Well, Maeve got a solid arc. I didn't hate A-Train's, but wow, dude is just not able to break his own complex neediness at all. Still, overall, I feel like the third season gave us a decent number of solid sidequests. Frenchie's whole Russian-mob backstory was a little contrived at times, but it stuck the landing, whilst MM and Starlight getting to bond a little more felt like a good direction for both characters, particularly as MM doubles down into the whole OCD. And whilst the return of Soldier Boy could have been a little more built up, it was a solid mystery for the show to get stuck into. In fact, there was little I didn't like here. It would be nice for Butcher to generally sort his shit out a little more, as the whole addiction to power/Temp-V arc was really enough, and I liked that Hughie went along for that ride, but overall, a solid season.

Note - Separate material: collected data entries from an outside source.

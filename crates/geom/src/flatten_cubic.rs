//! Adaptive subdivision of cubic bézier curves.
//!
//! The curve is recursively split in halves with de Casteljau's algorithm. A sub-curve
//! stops being split when it is flat enough (both control points are within the distance
//! tolerance of the chord) and, if an angle tolerance is set, when the turns at both ends
//! of the control polygon are small. Only the points at which the subdivision stops are
//! emitted, in curve order. The end points of the curve are never emitted.

use crate::{point, CubicBezierSegment, Point, Scalar};

/// Parameters for the adaptive flattening of cubic bézier curves.
#[derive(Copy, Clone, Debug, PartialEq)]
#[cfg_attr(feature = "serialization", derive(Serialize, Deserialize))]
#[non_exhaustive]
pub struct FlatteningOptions {
    /// Maximum distance between the curve and its approximation, in path units before
    /// scaling.
    ///
    /// Default value: `FlatteningOptions::DEFAULT_DISTANCE_TOLERANCE`.
    pub distance_tolerance: f32,

    /// Maximum turn, in radians, at the ends of a flat sub-curve.
    ///
    /// Values below `angle_epsilon` disable the angle test.
    ///
    /// Default value: `0.0`.
    pub angle_tolerance: f32,

    /// Turn angle, in radians, above which a sub-curve is treated as a cusp and replaced
    /// by the control point next to it.
    ///
    /// Zero disables cusp handling.
    ///
    /// Default value: `0.0`.
    pub cusp_limit: f32,

    /// Maximum subdivision depth.
    ///
    /// Default value: `FlatteningOptions::DEFAULT_RECURSION_LIMIT`.
    pub recursion_limit: u32,

    /// Deviation under which a control point is considered to lie on the chord.
    ///
    /// Default value: `FlatteningOptions::DEFAULT_EPSILON`.
    pub epsilon: f32,

    /// Default value: `FlatteningOptions::DEFAULT_ANGLE_EPSILON`.
    pub angle_epsilon: f32,
}

impl FlatteningOptions {
    pub const DEFAULT_DISTANCE_TOLERANCE: f32 = 1.0;
    pub const DEFAULT_RECURSION_LIMIT: u32 = 8;
    pub const DEFAULT_EPSILON: f32 = 1.19209290e-7;
    pub const DEFAULT_ANGLE_EPSILON: f32 = 0.01;

    pub const DEFAULT: Self = FlatteningOptions {
        distance_tolerance: Self::DEFAULT_DISTANCE_TOLERANCE,
        angle_tolerance: 0.0,
        cusp_limit: 0.0,
        recursion_limit: Self::DEFAULT_RECURSION_LIMIT,
        epsilon: Self::DEFAULT_EPSILON,
        angle_epsilon: Self::DEFAULT_ANGLE_EPSILON,
    };

    #[inline]
    pub fn tolerance(tolerance: f32) -> Self {
        Self::DEFAULT.with_distance_tolerance(tolerance)
    }

    #[inline]
    pub const fn with_distance_tolerance(mut self, tolerance: f32) -> Self {
        self.distance_tolerance = tolerance;
        self
    }

    #[inline]
    pub const fn with_angle_tolerance(mut self, angle: f32) -> Self {
        self.angle_tolerance = angle;
        self
    }

    #[inline]
    pub const fn with_cusp_limit(mut self, angle: f32) -> Self {
        self.cusp_limit = angle;
        self
    }

    #[inline]
    pub const fn with_recursion_limit(mut self, limit: u32) -> Self {
        self.recursion_limit = limit;
        self
    }
}

impl Default for FlatteningOptions {
    fn default() -> Self {
        Self::DEFAULT
    }
}

struct AdaptiveFlattener<S> {
    distance_tolerance_sq: S,
    angle_tolerance: S,
    cusp_limit: S,
    epsilon: S,
    angle_epsilon: S,
    recursion_limit: u32,
}

pub(crate) fn flatten_cubic_adaptive<S: Scalar, F>(
    curve: &CubicBezierSegment<S>,
    options: &FlatteningOptions,
    scale: S,
    callback: &mut F,
) where
    F: FnMut(Point<S>),
{
    let distance = S::value(options.distance_tolerance) / scale;
    let flattener = AdaptiveFlattener {
        distance_tolerance_sq: distance * distance,
        angle_tolerance: S::value(options.angle_tolerance),
        cusp_limit: S::value(options.cusp_limit),
        epsilon: S::value(options.epsilon),
        angle_epsilon: S::value(options.angle_epsilon),
        recursion_limit: options.recursion_limit,
    };

    flattener.subdivide(curve.from, curve.ctrl1, curve.ctrl2, curve.to, 0, callback);
}

/// Absolute difference of two angles, folded into [0, π].
fn angle_between<S: Scalar>(a: S, b: S) -> S {
    let da = (a - b).abs();
    if da >= S::PI() {
        S::TWO * S::PI() - da
    } else {
        da
    }
}

fn direction<S: Scalar>(from: Point<S>, to: Point<S>) -> S {
    (to.y - from.y).atan2(to.x - from.x)
}

impl<S: Scalar> AdaptiveFlattener<S> {
    fn subdivide<F>(&self, p1: Point<S>, p2: Point<S>, p3: Point<S>, p4: Point<S>, level: u32, callback: &mut F)
    where
        F: FnMut(Point<S>),
    {
        if level >= self.recursion_limit {
            return;
        }

        let p12 = p1.lerp(p2, S::HALF);
        let p23 = p2.lerp(p3, S::HALF);
        let p34 = p3.lerp(p4, S::HALF);
        let p123 = p12.lerp(p23, S::HALF);
        let p234 = p23.lerp(p34, S::HALF);
        let p1234 = p123.lerp(p234, S::HALF);

        let chord = p4 - p1;
        let chord_sq = chord.square_length();
        let d2 = ((p2.x - p4.x) * chord.y - (p2.y - p4.y) * chord.x).abs();
        let d3 = ((p3.x - p4.x) * chord.y - (p3.y - p4.y) * chord.x).abs();

        let eps = self.epsilon;
        let tolerance = self.distance_tolerance_sq;
        let angle_test = self.angle_tolerance >= self.angle_epsilon;

        match (d2 > eps, d3 > eps) {
            (true, true) => {
                if (d2 + d3) * (d2 + d3) <= tolerance * chord_sq {
                    if !angle_test {
                        callback(p1234);
                        return;
                    }

                    let a23 = direction(p2, p3);
                    let da1 = angle_between(a23, direction(p1, p2));
                    let da2 = angle_between(direction(p3, p4), a23);

                    if da1 + da2 < self.angle_tolerance {
                        callback(p1234);
                        return;
                    }

                    if self.cusp_limit != S::ZERO {
                        if da1 > self.cusp_limit {
                            callback(p2);
                            return;
                        }
                        if da2 > self.cusp_limit {
                            callback(p3);
                            return;
                        }
                    }
                }
            }
            (true, false) => {
                if d2 * d2 <= tolerance * chord_sq {
                    if !angle_test {
                        callback(p1234);
                        return;
                    }

                    let da = angle_between(direction(p2, p3), direction(p1, p2));
                    if da < self.angle_tolerance {
                        callback(p2);
                        callback(p3);
                        return;
                    }

                    if self.cusp_limit != S::ZERO && da > self.cusp_limit {
                        callback(p2);
                        return;
                    }
                }
            }
            (false, true) => {
                if d3 * d3 <= tolerance * chord_sq {
                    if !angle_test {
                        callback(p1234);
                        return;
                    }

                    let da = angle_between(direction(p3, p4), direction(p2, p3));
                    if da < self.angle_tolerance {
                        callback(p2);
                        callback(p3);
                        return;
                    }

                    if self.cusp_limit != S::ZERO && da > self.cusp_limit {
                        callback(p3);
                        return;
                    }
                }
            }
            (false, false) => {
                // All four points are collinear, or the chord is degenerate.
                let mid = point((p1.x + p4.x) * S::HALF, (p1.y + p4.y) * S::HALF);
                if (p1234 - mid).square_length() <= tolerance {
                    return;
                }
            }
        }

        self.subdivide(p1, p12, p123, p1234, level + 1, callback);
        self.subdivide(p1234, p234, p34, p4, level + 1, callback);
    }
}

#[cfg(test)]
fn collect(curve: &CubicBezierSegment<f64>, options: &FlatteningOptions, scale: f64) -> Vec<Point<f64>> {
    let mut points = Vec::new();
    flatten_cubic_adaptive(curve, options, scale, &mut |p| points.push(p));
    points
}

#[test]
fn straight_line_has_no_interior_points() {
    let line = CubicBezierSegment {
        from: point(0.0, 0.0),
        ctrl1: point(1.0, 1.0),
        ctrl2: point(2.0, 2.0),
        to: point(3.0, 3.0),
    };
    assert!(collect(&line, &FlatteningOptions::DEFAULT, 1.0).is_empty());
    assert!(collect(&line, &FlatteningOptions::tolerance(0.001), 100.0).is_empty());
}

#[test]
fn flat_curve_emits_midpoint() {
    let curve = CubicBezierSegment {
        from: point(0.0, 0.0),
        ctrl1: point(1.0, 0.01),
        ctrl2: point(2.0, 0.01),
        to: point(3.0, 0.0),
    };
    let points = collect(&curve, &FlatteningOptions::DEFAULT, 1.0);
    assert_eq!(points.len(), 1);
    assert!((points[0] - curve.sample(0.5)).length() < 1e-9);
}

#[test]
fn points_stay_close_to_the_curve() {
    // Quarter of a circle of radius 100.
    let k = 100.0 * 0.5522847498;
    let curve = CubicBezierSegment {
        from: point(100.0, 0.0),
        ctrl1: point(100.0, k),
        ctrl2: point(k, 100.0),
        to: point(0.0, 100.0),
    };

    let coarse = collect(&curve, &FlatteningOptions::tolerance(1.0), 1.0);
    let fine = collect(&curve, &FlatteningOptions::tolerance(0.1), 1.0);
    let scaled = collect(&curve, &FlatteningOptions::tolerance(1.0), 10.0);

    assert!(!coarse.is_empty());
    assert!(fine.len() > coarse.len());
    assert!(scaled.len() > coarse.len());

    for p in fine.iter() {
        let r = p.to_vector().length();
        assert!((r - 100.0).abs() < 0.1, "{:?} is {} away from the center", p, r);
    }

    // The points are produced in curve order.
    for pair in fine.windows(2) {
        let a0 = pair[0].y.atan2(pair[0].x);
        let a1 = pair[1].y.atan2(pair[1].x);
        assert!(a1 > a0);
    }
}

#[test]
fn recursion_limit_bounds_the_output() {
    let curve = CubicBezierSegment {
        from: point(0.0, 0.0),
        ctrl1: point(0.0, 1000.0),
        ctrl2: point(1000.0, 1000.0),
        to: point(1000.0, 0.0),
    };

    let options = FlatteningOptions::tolerance(0.0001).with_recursion_limit(3);
    // Nothing gets flat enough within three levels and the leaves are dropped.
    assert!(collect(&curve, &options, 1.0).is_empty());

    assert!(collect(&curve, &FlatteningOptions::DEFAULT.with_recursion_limit(0), 1.0).is_empty());
}

#[test]
fn angle_tolerance_refines_the_output() {
    let curve = CubicBezierSegment {
        from: point(0.0, 0.0),
        ctrl1: point(0.0, 100.0),
        ctrl2: point(100.0, 100.0),
        to: point(100.0, 0.0),
    };

    let plain = collect(&curve, &FlatteningOptions::tolerance(2.0), 1.0);
    let with_angle = collect(
        &curve,
        &FlatteningOptions::tolerance(2.0).with_angle_tolerance(0.05),
        1.0,
    );
    assert!(with_angle.len() >= plain.len());

    for p in with_angle.iter() {
        assert!(p.x > -1.0 && p.x < 101.0 && p.y >= 0.0 && p.y < 76.0);
    }
}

So why did it feel a little flat? I'm not sure, but maybe it was a bit more of a filler season. Season one introduced a lot of stuff and generally had a fairly wild ride for you to hold onto. Season two did a lot of solid backstory work and kept the main character relationships constantly evolving with the revelations around Butcher's wife/Homelander's kid. But season three doesn't have as much to pin itself on. Homelander continues to spiral towards a fascist takeover, with an increasingly on-the-nose parody of Trumpist politics. Butcher is still circling a self-destructive drain, even with Ryan as an opportunity to break that cycle. Hughie and Starlight are somehow still deeply in love and constantly self-sabotaging their relationship. And most of the new characters get killed off before the season comes to a close. It drives forward just enough to be interesting, but at the end of the season, has much changed? One of the big villains – Edgar – has been removed, but in a fairly boring way that still doesn't make a huge amount of sense (surely he could have gotten the Senator some V?) and also isn't touched upon again. And sure, the Senator is a lot more interesting as a second player for Homelander, but at this point it almost makes less sense that she's still trying to hide her powers. I don't know, Soldier Boy was fun, and the fight scenes where Homelander gets his ass handed to him are hugely entertaining and well done, but it never hits the highs of either previous season.